## [RECORDS FOR PROCESSING]
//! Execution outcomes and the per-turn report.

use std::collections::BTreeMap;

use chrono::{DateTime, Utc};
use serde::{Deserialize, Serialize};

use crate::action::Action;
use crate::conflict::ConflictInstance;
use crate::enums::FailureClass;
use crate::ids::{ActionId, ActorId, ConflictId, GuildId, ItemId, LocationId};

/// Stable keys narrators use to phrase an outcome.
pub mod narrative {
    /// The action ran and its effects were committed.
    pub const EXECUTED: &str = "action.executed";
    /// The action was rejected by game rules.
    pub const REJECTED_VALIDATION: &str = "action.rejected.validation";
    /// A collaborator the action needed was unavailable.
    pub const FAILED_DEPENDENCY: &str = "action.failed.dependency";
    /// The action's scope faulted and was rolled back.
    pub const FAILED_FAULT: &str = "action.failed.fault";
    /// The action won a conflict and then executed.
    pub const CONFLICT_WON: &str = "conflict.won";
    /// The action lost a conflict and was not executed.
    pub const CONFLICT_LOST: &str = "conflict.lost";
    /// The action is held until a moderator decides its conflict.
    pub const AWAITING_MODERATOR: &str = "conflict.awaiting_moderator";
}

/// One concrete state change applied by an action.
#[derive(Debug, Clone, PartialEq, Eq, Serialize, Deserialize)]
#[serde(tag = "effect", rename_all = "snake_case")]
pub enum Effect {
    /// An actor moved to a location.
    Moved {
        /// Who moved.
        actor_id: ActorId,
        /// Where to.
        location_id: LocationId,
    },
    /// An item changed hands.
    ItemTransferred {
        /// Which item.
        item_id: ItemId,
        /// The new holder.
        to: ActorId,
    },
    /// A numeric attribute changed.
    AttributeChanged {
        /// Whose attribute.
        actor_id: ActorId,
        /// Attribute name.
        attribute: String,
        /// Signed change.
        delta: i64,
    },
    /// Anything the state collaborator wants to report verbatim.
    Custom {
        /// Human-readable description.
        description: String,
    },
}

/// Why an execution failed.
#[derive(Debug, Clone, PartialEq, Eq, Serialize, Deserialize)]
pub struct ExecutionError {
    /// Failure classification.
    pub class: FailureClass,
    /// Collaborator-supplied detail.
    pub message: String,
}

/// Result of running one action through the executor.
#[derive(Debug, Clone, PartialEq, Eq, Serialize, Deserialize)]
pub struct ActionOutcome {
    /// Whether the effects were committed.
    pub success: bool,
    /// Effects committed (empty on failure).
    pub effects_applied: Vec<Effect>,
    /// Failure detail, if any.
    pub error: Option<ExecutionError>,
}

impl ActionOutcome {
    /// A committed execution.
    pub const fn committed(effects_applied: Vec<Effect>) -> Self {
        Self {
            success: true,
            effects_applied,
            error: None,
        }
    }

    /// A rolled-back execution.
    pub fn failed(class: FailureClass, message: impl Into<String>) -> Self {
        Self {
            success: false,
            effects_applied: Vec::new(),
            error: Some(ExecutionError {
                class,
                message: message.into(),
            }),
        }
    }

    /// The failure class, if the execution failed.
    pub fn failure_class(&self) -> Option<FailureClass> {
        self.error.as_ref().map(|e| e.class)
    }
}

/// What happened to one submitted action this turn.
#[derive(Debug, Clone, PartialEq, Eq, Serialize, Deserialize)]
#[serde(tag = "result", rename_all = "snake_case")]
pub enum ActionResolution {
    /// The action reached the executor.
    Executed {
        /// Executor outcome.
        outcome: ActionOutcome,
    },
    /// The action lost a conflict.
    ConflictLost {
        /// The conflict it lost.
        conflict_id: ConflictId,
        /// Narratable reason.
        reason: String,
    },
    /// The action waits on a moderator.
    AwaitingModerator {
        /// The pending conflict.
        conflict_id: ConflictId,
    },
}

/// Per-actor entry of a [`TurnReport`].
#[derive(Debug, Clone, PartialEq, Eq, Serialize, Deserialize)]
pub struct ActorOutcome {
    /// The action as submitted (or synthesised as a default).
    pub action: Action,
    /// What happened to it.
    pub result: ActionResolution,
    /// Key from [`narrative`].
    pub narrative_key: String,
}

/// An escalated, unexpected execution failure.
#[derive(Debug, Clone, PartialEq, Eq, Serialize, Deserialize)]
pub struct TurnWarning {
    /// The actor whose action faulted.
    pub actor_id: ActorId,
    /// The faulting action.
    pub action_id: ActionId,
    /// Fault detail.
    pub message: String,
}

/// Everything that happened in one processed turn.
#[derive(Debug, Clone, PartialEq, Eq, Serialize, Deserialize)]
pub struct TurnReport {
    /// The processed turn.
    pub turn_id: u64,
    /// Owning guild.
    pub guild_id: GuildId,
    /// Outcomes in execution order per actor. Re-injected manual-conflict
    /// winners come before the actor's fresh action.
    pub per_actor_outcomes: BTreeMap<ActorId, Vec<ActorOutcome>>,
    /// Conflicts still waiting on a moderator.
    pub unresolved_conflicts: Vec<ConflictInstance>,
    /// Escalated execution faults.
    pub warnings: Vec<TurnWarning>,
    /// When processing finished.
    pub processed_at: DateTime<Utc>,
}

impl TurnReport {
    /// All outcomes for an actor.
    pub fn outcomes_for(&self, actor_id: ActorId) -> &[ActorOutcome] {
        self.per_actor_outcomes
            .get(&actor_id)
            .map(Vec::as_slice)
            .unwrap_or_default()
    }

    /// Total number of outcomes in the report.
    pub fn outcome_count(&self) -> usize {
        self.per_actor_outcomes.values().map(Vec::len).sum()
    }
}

## [TRY IT]
Output the lines of the records above exactly as they appear, from the line containing "use std::collections::BTreeMap;" through the line containing "by game rules.".

## [REPLY TO THE TASK]
use std::collections::BTreeMap;

use chrono::{DateTime, Utc};
use serde::{Deserialize, Serialize};

use crate::action::Action;
use crate::conflict::ConflictInstance;
use crate::enums::FailureClass;
use crate::ids::{ActionId, ActorId, ConflictId, GuildId, ItemId, LocationId};

/// Stable keys narrators use to phrase an outcome.
pub mod narrative {
    /// The action ran and its effects were committed.
    pub const EXECUTED: &str = "action.executed";
    /// The action was rejected by game rules.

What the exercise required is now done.